Methods, systems, and computer program product embodiments for controlling congestion in a storage grid, by a processor device, are provided. In a storage grid, a storage request transmit queue length is monitored. Upon reaching at least one of a certain threshold, a watermarked message is transmitted to a receiving node, the receiving node altering storage requests based upon the watermarked message.

Description

    BACKGROUND OF THE INVENTION
  • 1. Field of the Invention
  • The present invention relates in general to computers, and more particularly to a method, system, and computer program product for controlling congestion in a storage grid, such as in a software defined storage system (SDS) or SDS server environment.
  • 2. Description of the Related Art
  • In today's society, computers are commonplace. Aside from home and personal computers, large corporations and businesses often use many systems interconnected together in a cluster to handle and store large amounts of data. As technology evolves, these storage systems have continued to become software based.
  • SDS or SDS server environments using architectures such as the industry standard InfiniBand® architecture, for example, may be used for interconnecting systems in cluster configurations, by providing a channel-based, switched-fabric technology. In such a configuration, data may be transmitted via messages which are made up of packets. Each device, whether processor or input/output (I/O), may include a channel adapter. The messages are typically transmitted from one device's channel adapter to another device's channel adapter via switches.
  • SUMMARY OF THE DESCRIBED EMBODIMENTS
  • Various embodiments for controlling congestion in a storage grid are provided. In one embodiment, the method comprises, monitoring a storage request transmit queue length; wherein upon reaching at least one of a certain threshold, a watermarked message is transmitted to a receiving node, the receiving node altering storage requests based upon the watermarked message.
  • In addition to the foregoing exemplary embodiment, various other system and computer program product embodiments are provided and supply related advantages. The foregoing summary has been provided to introduce a selection of concepts in a simplified form that are further described below in the Detailed Description. This Summary is not intended to identify key features or essential features of the claimed subject matter, nor is it intended to be used as an aid in determining the scope of the claimed subject matter. The claimed subject matter is not limited to implementations that solve any or all disadvantages noted in the background.
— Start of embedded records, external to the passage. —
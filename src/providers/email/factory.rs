//! Provider id to driver resolution.

use std::sync::Arc;

use super::envelope::{LoggingTeardown, SessionTeardown};
use super::gmail::GmailProvider;
use super::imap::ImapProvider;
use super::outlook::OutlookProvider;
use super::traits::MailManager;
use super::{ProviderError, Result};
use crate::config::{GoogleSettings, ImapSettings, Settings};
use crate::domain::{AuthConfig, Connection, ConnectionId, ProviderKind};

/// Everything a driver needs besides its provider id.
#[derive(Clone)]
pub struct DriverConfig {
    pub connection_id: ConnectionId,
    pub auth: AuthConfig,
    pub google: GoogleSettings,
    pub imap: ImapSettings,
    pub teardown: Arc<dyn SessionTeardown>,
}

impl DriverConfig {
    /// Default provider settings and a logging-only teardown.
    pub fn new(connection_id: impl Into<ConnectionId>, auth: AuthConfig) -> Self {
        Self {
            connection_id: connection_id.into(),
            auth,
            google: GoogleSettings::default(),
            imap: ImapSettings::default(),
            teardown: Arc::new(LoggingTeardown),
        }
    }

    /// The configured connection and its provider id.
    pub fn from_settings(settings: &Settings) -> Result<(String, Self)> {
        let connection = settings.connection.as_ref().ok_or_else(|| {
            ProviderError::InvalidRequest("settings have no connection section".to_string())
        })?;
        let config = Self {
            google: settings.google.clone(),
            imap: settings.imap,
            ..Self::new(connection.id.as_str(), connection.auth.clone())
        };
        Ok((connection.provider.clone(), config))
    }

    pub fn with_teardown(mut self, teardown: Arc<dyn SessionTeardown>) -> Self {
        self.teardown = teardown;
        self
    }
}

impl std::fmt::Debug for DriverConfig {
    fn fmt(&self, f: &mut std::fmt::Formatter<'_>) -> std::fmt::Result {
        f.debug_struct("DriverConfig")
            .field("connection_id", &self.connection_id)
            .field("auth", &self.auth)
            .field("imap", &self.imap)
            .finish_non_exhaustive()
    }
}

/// Builds the driver registered under `provider_id`.
///
/// Ids are matched case-insensitively (`gmail` is an alias of `google`,
/// `outlook` of `microsoft`). Anything else is
/// [`ProviderError::UnsupportedProvider`].
pub fn create_driver(provider_id: &str, config: DriverConfig) -> Result<Arc<dyn MailManager>> {
    let kind: ProviderKind = provider_id
        .parse()
        .map_err(|e: crate::domain::UnknownProvider| ProviderError::UnsupportedProvider(e.0))?;

    let DriverConfig {
        connection_id,
        auth,
        google,
        imap,
        teardown,
    } = config;
    let connection = Connection {
        id: connection_id,
        provider: kind,
        auth,
    };

    tracing::debug!(
        connection_id = %connection.id,
        provider = %kind,
        "creating mail driver"
    );

    let driver: Arc<dyn MailManager> = match kind {
        ProviderKind::Google => Arc::new(GmailProvider::new(connection, google, teardown)?),
        ProviderKind::Imap => Arc::new(ImapProvider::new(connection, &imap, teardown)?),
        ProviderKind::Microsoft => Arc::new(OutlookProvider::new(connection, teardown)),
    };
    Ok(driver)
}
//! Standardized error envelope around driver operations.
//!
//! Every driver method runs through [`ErrorEnvelope::run`]. On failure the
//! envelope sanitizes the call context, logs it, tears the session down when
//! the error means the credentials are dead, and returns a uniform
//! [`OperationError`]. Non-fatal errors are returned without side effects so
//! the caller can decide whether to retry.

use std::future::Future;
use std::sync::Arc;

use async_trait::async_trait;
use serde_json::{Map, Value};

use super::rate_limit::is_rate_limit;
use super::{ErrorCode, OperationError, ProviderError, Result};
use crate::domain::ConnectionId;

/// Markers that identify credential failures no retry can fix.
pub const FATAL_ERROR_MARKERS: &[&str] = &[
    "invalid_grant",
    "invalid_client",
    "unauthorized_client",
    "authenticationfailed",
    "invalid credentials",
];

/// Context keys whose values never reach the logs.
///
/// Keys are compared lowercased with `_` and `-` removed.
pub const REDACTED_KEYS: &[&str] = &[
    "accesstoken",
    "refreshtoken",
    "idtoken",
    "token",
    "password",
    "secret",
    "clientsecret",
    "authorization",
    "code",
    "raw",
    "data",
];

const REDACTED: &str = "[REDACTED]";

/// Returns true when the error means the connection's credentials are unusable.
pub fn is_fatal(err: &ProviderError) -> bool {
    let root = err.root();
    let text = match root {
        ProviderError::Authentication(_) | ProviderError::Api { .. } => root.to_string(),
        _ => return false,
    };
    let text = text.to_ascii_lowercase();
    FATAL_ERROR_MARKERS.iter().any(|marker| text.contains(marker))
}

fn is_redacted_key(key: &str) -> bool {
    let normalized: String = key
        .chars()
        .filter(|c| *c != '_' && *c != '-')
        .flat_map(char::to_lowercase)
        .collect();
    REDACTED_KEYS.contains(&normalized.as_str())
}

/// Returns a copy of `context` with sensitive values replaced, at any depth.
pub fn sanitize_context(context: &Value) -> Value {
    match context {
        Value::Object(map) => {
            let sanitized: Map<String, Value> = map
                .iter()
                .map(|(key, value)| {
                    let value = if is_redacted_key(key) {
                        Value::String(REDACTED.to_string())
                    } else {
                        sanitize_context(value)
                    };
                    (key.clone(), value)
                })
                .collect();
            Value::Object(sanitized)
        }
        Value::Array(items) => Value::Array(items.iter().map(sanitize_context).collect()),
        other => other.clone(),
    }
}

/// Application-side teardown run when a connection's credentials die.
#[cfg_attr(test, mockall::automock)]
#[async_trait]
pub trait SessionTeardown: Send + Sync {
    /// Signs the owning user out.
    async fn sign_out(&self, connection_id: &ConnectionId) -> anyhow::Result<()>;

    /// Deletes the stored connection.
    async fn delete_connection(&self, connection_id: &ConnectionId) -> anyhow::Result<()>;
}

/// Teardown that only records what would have happened.
#[derive(Debug, Default, Clone, Copy)]
pub struct LoggingTeardown;

#[async_trait]
impl SessionTeardown for LoggingTeardown {
    async fn sign_out(&self, connection_id: &ConnectionId) -> anyhow::Result<()> {
        tracing::warn!(connection_id = %connection_id, "signing out after fatal error");
        Ok(())
    }

    async fn delete_connection(&self, connection_id: &ConnectionId) -> anyhow::Result<()> {
        tracing::warn!(connection_id = %connection_id, "connection marked for deletion");
        Ok(())
    }
}

/// A live protocol session the envelope can close.
#[async_trait]
pub trait ProtocolSession: Send + Sync {
    /// Closes the session. Safe to call when already closed.
    async fn disconnect(&self) -> Result<()>;
}

/// Wraps driver operations with logging, classification and teardown.
pub struct ErrorEnvelope {
    connection_id: ConnectionId,
    teardown: Arc<dyn SessionTeardown>,
    session: Option<Arc<dyn ProtocolSession>>,
}

impl ErrorEnvelope {
    /// Creates an envelope for one connection.
    pub fn new(connection_id: ConnectionId, teardown: Arc<dyn SessionTeardown>) -> Self {
        Self {
            connection_id,
            teardown,
            session: None,
        }
    }

    /// Attaches the protocol session closed during teardown.
    pub fn with_session(mut self, session: Arc<dyn ProtocolSession>) -> Self {
        self.session = Some(session);
        self
    }

    /// Connection this envelope guards.
    pub fn connection_id(&self) -> &ConnectionId {
        &self.connection_id
    }

    /// Runs one driver operation.
    pub async fn run<T, Fut>(&self, operation: &'static str, context: Value, fut: Fut) -> Result<T>
    where
        Fut: Future<Output = Result<T>>,
    {
        match fut.await {
            Ok(value) => Ok(value),
            Err(err) => Err(self.fail(operation, &context, err).await),
        }
    }

    async fn fail(&self, operation: &'static str, context: &Value, err: ProviderError) -> ProviderError {
        if matches!(err, ProviderError::Operation(_)) {
            return err;
        }

        let context = sanitize_context(context);
        let fatal = is_fatal(&err);
        let code = if fatal {
            ErrorCode::Unauthorized
        } else {
            err.code()
        };

        if fatal {
            tracing::error!(
                connection_id = %self.connection_id,
                operation,
                code = %code,
                context = %context,
                error = ?err,
                "fatal mail error, tearing down session"
            );
            self.tear_down().await;
        } else if is_rate_limit(&err) {
            tracing::warn!(
                connection_id = %self.connection_id,
                operation,
                code = %code,
                context = %context,
                error = %err,
                "mail operation rate limited"
            );
        } else {
            tracing::error!(
                connection_id = %self.connection_id,
                operation,
                code = %code,
                context = %context,
                error = ?err,
                "mail operation failed"
            );
        }

        OperationError {
            code,
            operation: operation.to_string(),
            context,
            source: err,
        }
        .into()
    }

    /// Signs out, deletes the connection and closes the session concurrently.
    ///
    /// Every step runs even when another fails. Returns true only when all
    /// steps succeeded.
    pub async fn tear_down(&self) -> bool {
        let id = &self.connection_id;
        let disconnect = async {
            match &self.session {
                Some(session) => session.disconnect().await.map_err(anyhow::Error::from),
                None => Ok(()),
            }
        };

        let (sign_out, delete, close) = futures::join!(
            self.teardown.sign_out(id),
            self.teardown.delete_connection(id),
            disconnect
        );

        let mut all_ok = true;
        for (step, result) in [
            ("sign_out", sign_out),
            ("delete_connection", delete),
            ("disconnect", close),
        ] {
            if let Err(e) = result {
                all_ok = false;
                tracing::warn!(connection_id = %id, step, error = %e, "teardown step failed");
            }
        }

        tracing::info!(connection_id = %id, all_ok, "session teardown finished");
        all_ok
    }
}

impl std::fmt::Debug for ErrorEnvelope {
    fn fmt(&self, f: &mut std::fmt::Formatter<'_>) -> std::fmt::Result {
        f.debug_struct("ErrorEnvelope")
            .field("connection_id", &self.connection_id)
            .field("has_session", &self.session.is_some())
            .finish_non_exhaustive()
    }
}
  • BRIEF DESCRIPTION OF THE DRAWINGS
  • In order that the advantages of the invention will be readily understood, a more particular description of the invention briefly described above will be rendered by reference to specific embodiments that are illustrated in the appended drawings. Understanding that these drawings depict embodiments of the invention and are not therefore to be considered to be limiting of its scope, the invention will be described and explained with additional specificity and detail through the use of the accompanying drawings, in which:
  • FIG. 1 illustrates an exemplary computing environment, more specifically a clustered storage system, in which aspects of the present invention may be implemented;
  • FIG. 2 illustrates a portion of a computing environment according to one aspect of the present invention;
  • FIG. 3 illustrates a method according to one aspect of the present invention;
  • FIG. 4 illustrates an additional method according to one aspect of the present invention; and
  • FIG. 5 illustrates still an additional method according to one aspect of the present invention.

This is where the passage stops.